Вольно или невольно, стала она обдумывать, как осуществить эту идею. Свыклась с ней постепенно, и уже не казалась она ей такой дикой и недостижимой. Ловила себя на том, что на мужчин теперь смотрит только с этой точки зрения — сможет ли он быть отцом ее ребенка. «Пусть будет какой поздоровше», — советовала Филипповна. Но Ланина отклоняла такой уж совсем прозаический вариант. Ей хотелось, чтобы отец ее будущего сына или дочери был хорошим человеком прежде всего.
Как-то так само собой получилось, что выделился в ее сознании из всех мужчин, с которыми приходилось общаться, Михаил Семенович Сомкин, директор школы. Оба они были общественниками, встречались по самым разными делам. Не так уж и часто, но встречались. Сомкин производил впечатление мужчины спокойного, умного. В глазах его всегда светилось участие и желание помочь. Он-то скоро и завладел воображением Надежды Сергеевны.
Однажды пригласили Ланину на актив в Бояновичи. Вопрос шел о подготовке к 30-летию Октябрьской революции. Проводил актив Сомкин в школе после занятий. Ланина до начала актива заглянула в кабинет директора, увидела, что он один, и решилась:
— Михаил Семенович, я к вам по личному делу.
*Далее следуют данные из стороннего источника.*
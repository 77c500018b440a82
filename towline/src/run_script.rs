use {
    crate::{
        prelude::*,
        receiver::{CommandHandler, ResultsWriter},
        script::{run_in_thread, ScriptManager},
        sender::{MultiNumberedCommandSender, SharedResults},
    },
    knotline::{fatal, Future, Knot, LineRawData},
    std::sync::Arc,
};

pub(crate) const RUNSCRIPT_TOKEN: &str = "RUNSCRIPT";
pub(crate) const ENDRUNSCRIPT_TOKEN: &str = "ENDRUNSCRIPT";
pub(crate) const STARTED_TOKEN: &[u8] = b"STARTED";
pub(crate) const FINISHED_TOKEN: &[u8] = b"FINISHED";

pub type RunScriptFuture = Future<SharedResults>;

/// Asks another harness component to execute a named script.
///
/// The request travels as `RUNSCRIPT\n<name>\n<args…>\nENDRUNSCRIPT`
/// inside a numbered command. The remote answers twice under the same id:
/// a `STARTED` results block when the script begins and a `FINISHED`
/// block when it completes, surfaced here as two futures.
pub struct RunScriptCommand {
    sender: Arc<MultiNumberedCommandSender>,
}

impl RunScriptCommand {
    pub fn new(sender: Arc<MultiNumberedCommandSender>) -> Self {
        Self { sender }
    }

    /// `command_data` is the script name followed by its arguments.
    /// Returns when the command is scheduled; the futures track the
    /// remote lifecycle.
    pub fn send_run_script(
        &self,
        command_data: &LineRawData,
        command_start_future: RunScriptFuture,
        command_complete_future: RunScriptFuture,
    ) {
        let mut command = Knot::new();
        command.append_string(format!("{}\n", RUNSCRIPT_TOKEN));
        command_data.append_encoded(&mut command);
        command.append_string(format!("{}\n", ENDRUNSCRIPT_TOKEN));

        let sender = Arc::clone(&self.sender);
        debug!("scheduling a remote script run");
        self.sender.send_command(
            &command,
            Arc::new(move |results: SharedResults| {
                route_results(&sender, &results, &command_start_future, &command_complete_future);
            }),
            None,
            None,
        );
    }
}

/// STARTED fires the first future; FINISHED deregisters the command and
/// fires the second. Anything else from the peer is a protocol violation.
fn route_results(
    sender: &Arc<MultiNumberedCommandSender>,
    results: &SharedResults,
    command_start_future: &RunScriptFuture,
    command_complete_future: &RunScriptFuture,
) {
    let received = &results.results_received;
    assert!(received.size() > 0);
    assert!(!received.is_raw(0));

    if received.get(0).eq_bytes(STARTED_TOKEN) {
        debug_assert!(!command_start_future.has_fired());
        command_start_future.fire(Arc::clone(results));
    } else if received.get(0).eq_bytes(FINISHED_TOKEN) {
        debug!(command_id = results.command_id, "remote script finished");
        sender.remove_callback(results.command_id);
        debug_assert!(!command_complete_future.has_fired());
        command_complete_future.fire(Arc::clone(results));
    } else {
        fatal!(
            "unexpected script results: {:?}",
            received.get(0).to_string()
        );
    }
}

/// Receiver side: executes RUNSCRIPT commands against a script manager.
///
/// Replies STARTED as soon as the script is launched on its own thread,
/// FINISHED when it returns, then offers the peer another command slot.
pub struct RunScriptHandler {
    script_manager: Arc<ScriptManager>,
}

impl RunScriptHandler {
    pub fn new(script_manager: Arc<ScriptManager>) -> Self {
        Self { script_manager }
    }

    /// Factory suitable for `NumberedCommandReceiver::add_handler`.
    pub fn factory(script_manager: Arc<ScriptManager>) -> crate::receiver::HandlerFactory {
        Box::new(move || Box::new(RunScriptHandler::new(Arc::clone(&script_manager))))
    }
}

impl CommandHandler for RunScriptHandler {
    fn execute(&mut self, mut data: LineRawData, results: ResultsWriter) {
        // RUNSCRIPT, the script name, optional arguments, ENDRUNSCRIPT.
        if data.size() < 3 {
            fatal!("malformed RUNSCRIPT command of {} items", data.size());
        }
        assert!(data.get(0).eq_bytes(RUNSCRIPT_TOKEN.as_bytes()));
        assert!(
            data.get(data.size() - 1)
                .eq_bytes(ENDRUNSCRIPT_TOKEN.as_bytes())
        );

        let script_name = data.get(1).to_string();
        data.set_start_offset(2);
        data.set_end_offset(1);

        let script = if data.size() > 0 {
            self.script_manager
                .get_argument_script(&script_name, &data)
        } else {
            self.script_manager.get_script(&script_name)
        };

        info!(script = %script_name, "running script for a remote harness");
        let run_result = run_in_thread(script);
        // STARTED goes out before the completion callback is attached so
        // a script that returns immediately cannot reorder the replies.
        results.write_line("STARTED");
        let completion_writer = results;
        run_result.add_callback(move |_ran| {
            completion_writer.write_line("FINISHED");
            completion_writer.send_ready();
        });
    }
}
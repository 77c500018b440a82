mod delay;
mod from_file;
mod manager;

pub use self::{
    delay::{exponential_delay, fixed_delay, no_delay, DelayFunction},
    from_file::{ConfiguredScriptFactory, LoggerFactory, ScriptsFromFile},
    manager::{ArgumentScriptFactory, ScriptFactory, ScriptManager},
};

use {
    knotline::{fatal, Future},
    std::{sync::Arc, thread},
};

/// A runnable test.
///
/// There is one implementation per test *type*; each gets instantiated
/// many times with different parameters (different query mixes, delays,
/// target counts). Scripts that support interruption poll a stop flag
/// between iterations and override `terminate`; there is no preemptive
/// cancellation.
pub trait TestScript: Send + Sync {
    fn run(&self);

    /// Cooperative cancellation. Most scripts run to completion and leave
    /// the default in place.
    fn terminate(&self) {
        fatal!("this script does not support terminate()");
    }
}

/// Runs the script on its own thread; the returned future fires `true`
/// when `run` returns.
pub fn run_in_thread(script: Arc<dyn TestScript>) -> Future<bool> {
    let future: Future<bool> = Future::new();
    let completion = future.clone();
    thread::Builder::new()
        .name("test-script".into())
        .spawn(move || {
            script.run();
            completion.fire(true);
        })
        .expect("failed to spawn the script thread");
    future
}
Сомкин радостно пошел к ней навстречу.
— Рад вас видеть, Надежда Сергеевна! Но разговор придется часа на полтора отложить. Пора начинать актив. — И он увлек ее за собой в класс, где собрались активисты сельского Совета.
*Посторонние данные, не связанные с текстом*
use {rand::Rng, std::time::Duration};

/// Produces the pause a paced script takes between operations. Called
/// once per operation so randomized policies re-draw every time.
pub type DelayFunction = Box<dyn Fn() -> Duration + Send + Sync>;

/// Back-to-back operations, no pacing.
pub fn no_delay() -> DelayFunction {
    Box::new(|| Duration::from_micros(0))
}

/// The same pause before every operation.
pub fn fixed_delay(micros: u64) -> DelayFunction {
    Box::new(move || Duration::from_micros(micros))
}

/// Exponentially distributed pauses with the given mean, which makes the
/// operation stream Poisson. This is the load model for the throughput
/// scripts.
pub fn exponential_delay(mean_micros: f64) -> DelayFunction {
    assert!(mean_micros > 0.0);
    Box::new(move || {
        let draw: f64 = rand::thread_rng().gen_range(f64::EPSILON..1.0);
        Duration::from_micros((-mean_micros * draw.ln()) as u64)
    })
}

#[cfg(test)]
mod tests {
    use super::*;

    #[test]
    fn fixed_delay_is_constant() {
        let delay = fixed_delay(1500);
        assert_eq!(delay(), Duration::from_micros(1500));
        assert_eq!(delay(), Duration::from_micros(1500));
        assert_eq!(no_delay()(), Duration::from_micros(0));
    }

    #[test]
    fn exponential_delay_has_a_plausible_mean() {
        let delay = exponential_delay(1000.0);
        let total: u128 = (0..4000).map(|_| delay().as_micros()).sum();
        let mean = total / 4000;
        assert!(mean > 500 && mean < 2000, "observed mean {}", mean);
    }
}
use {
    crate::prelude::*,
    std::{
        io,
        os::unix::io::{IntoRawFd, RawFd},
    },
};

/// Owner of a raw descriptor that closes it on drop. The event loop hands
/// these around so pipes and sockets get exactly one close.
#[derive(Debug)]
pub struct FdHandle {
    fd: RawFd,
}

impl FdHandle {
    pub fn new(fd: RawFd) -> Self {
        debug_assert!(fd >= 0);
        Self { fd }
    }

    pub fn from_io<T>(io: T) -> Self
    where
        T: IntoRawFd,
    {
        Self::new(io.into_raw_fd())
    }

    pub fn raw(&self) -> RawFd {
        self.fd
    }

    /// Gives up ownership without closing.
    pub fn release(self) -> RawFd {
        let fd = self.fd;
        std::mem::forget(self);
        fd
    }
}

impl Drop for FdHandle {
    fn drop(&mut self) {
        // Best effort, a second close of a recycled fd is worse than a leak
        unsafe {
            libc::close(self.fd);
        }
    }
}

/// Puts the descriptor in non-blocking mode.
pub fn set_nonblocking(fd: RawFd) -> io::Result<()> {
    unsafe {
        let flags = libc::fcntl(fd, libc::F_GETFL);
        if flags < 0 {
            return Err(io::Error::last_os_error());
        }
        if libc::fcntl(fd, libc::F_SETFL, flags | libc::O_NONBLOCK) < 0 {
            return Err(io::Error::last_os_error());
        }
    }
    Ok(())
}

pub(crate) fn is_nonblocking(fd: RawFd) -> bool {
    unsafe { libc::fcntl(fd, libc::F_GETFL) & libc::O_NONBLOCK != 0 }
}

/// Creates a `(read, write)` pipe pair. Test fixtures use these in place of
/// a live child process.
pub fn pipe() -> io::Result<(FdHandle, FdHandle)> {
    let mut fds = [0 as RawFd; 2];
    let rc = unsafe { libc::pipe(fds.as_mut_ptr()) };
    if rc < 0 {
        let err = io::Error::last_os_error();
        warn!("pipe(2) failed: {}", err);
        return Err(err);
    }
    Ok((FdHandle::new(fds[0]), FdHandle::new(fds[1])))
}

#[cfg(test)]
mod tests {
    use super::*;

    #[test]
    fn pipe_round_trip() {
        let (read, write) = pipe().unwrap();
        let payload = b"ping";
        let wrote =
            unsafe { libc::write(write.raw(), payload.as_ptr() as *const _, payload.len()) };
        assert_eq!(wrote, payload.len() as isize);

        let mut buf = [0u8; 8];
        let read_n = unsafe { libc::read(read.raw(), buf.as_mut_ptr() as *mut _, buf.len()) };
        assert_eq!(&buf[..read_n as usize], payload);
    }

    #[test]
    fn nonblocking_flag_sticks() {
        let (read, _write) = pipe().unwrap();
        assert!(!is_nonblocking(read.raw()));
        set_nonblocking(read.raw()).unwrap();
        assert!(is_nonblocking(read.raw()));
    }
}
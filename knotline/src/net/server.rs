use {
    super::connection::NetworkConnection,
    crate::{event_loop::EventLoop, prelude::*},
    std::{
        net::SocketAddr,
        sync::{Arc, Condvar, Mutex},
    },
};

/// Called with the connection id (arrival order, from 0) and the new
/// connection. Runs on the read thread; the connection does not count as
/// complete until it returns, and it must not call back into the server.
pub type ServerConnectionCallback = Box<dyn FnMut(usize, Arc<NetworkConnection>) + Send>;

/// Listens on an address and keeps every accepted connection.
///
/// Connection ids are stable for the life of the server; disconnects are
/// not tracked here, they surface through each connection's EOF callback.
pub struct NetworkServer {
    event_loop: EventLoop,
    addr: SocketAddr,
    inner: Arc<ServerInner>,
}

struct ServerInner {
    connections: Mutex<Vec<Arc<NetworkConnection>>>,
    connections_changed: Condvar,
}

impl NetworkServer {
    pub fn new(
        addr: SocketAddr,
        event_loop: &EventLoop,
        mut cb: Option<ServerConnectionCallback>,
    ) -> Result<Self> {
        let inner = Arc::new(ServerInner {
            connections: Mutex::new(Vec::new()),
            connections_changed: Condvar::new(),
        });
        let accept_inner = Arc::clone(&inner);
        let local = event_loop.listen(
            addr,
            Box::new(move |connection| {
                let connection = Arc::new(connection);
                {
                    let mut connections = accept_inner.connections.lock().unwrap();
                    let id = connections.len();
                    connections.push(Arc::clone(&connection));
                    // The callback completes under the lock so nobody
                    // observes the new count before it has run.
                    if let Some(cb) = cb.as_mut() {
                        cb(id, connection);
                    }
                }
                accept_inner.connections_changed.notify_all();
            }),
        )?;
        Ok(Self {
            event_loop: event_loop.clone(),
            addr: local,
            inner,
        })
    }

    /// The address the server is actually bound to.
    pub fn local_addr(&self) -> SocketAddr {
        self.addr
    }

    pub fn stop_listening(&self) {
        self.event_loop.stop_listening(self.addr);
    }

    pub fn num_connections(&self) -> usize {
        self.inner.connections.lock().unwrap().len()
    }

    /// Blocks until at least `desired` clients have connected.
    pub fn block_until_num_connections(&self, desired: usize) {
        let mut connections = self.inner.connections.lock().unwrap();
        while connections.len() < desired {
            connections = self.inner.connections_changed.wait(connections).unwrap();
        }
    }

    pub fn connection_by_id(&self, id: usize) -> Option<Arc<NetworkConnection>> {
        self.inner.connections.lock().unwrap().get(id).cloned()
    }
}

impl Drop for NetworkServer {
    fn drop(&mut self) {
        debug!(addr = %self.addr, "network server dropped");
    }
}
Ланина плохо слушала, о чем говорилось на совещании. Щеки ее пылали, а мысли возвращались к одному и тому же — что и как сказать Михаилу Семеновичу. Что и как? На войне она имела дело только с мужчинами и знала, как подойти к каждому из них. Разные были это мужчины — и безумно отчаянные, и просто честно выполнявшие свой долг, и, что греха таить, трусливые тоже. Но для нее они были только ранеными, только страдающими, и для каждого в ее сердце находилось милосердие. Но только милосердие. Никогда и ни с кем не допускала она вольности или просто кокетства. Жестокая изнанка войны приучила ее быть сдержанной в чувствах. Эта сдержанность путами висела на ней теперь. Не могла она кокетничать, строить глазки, щебетать «завлекательный» вздор. Она могла выражать свои чувства только прямо, только честно и просто, не прибегая ни к каким женским уловкам.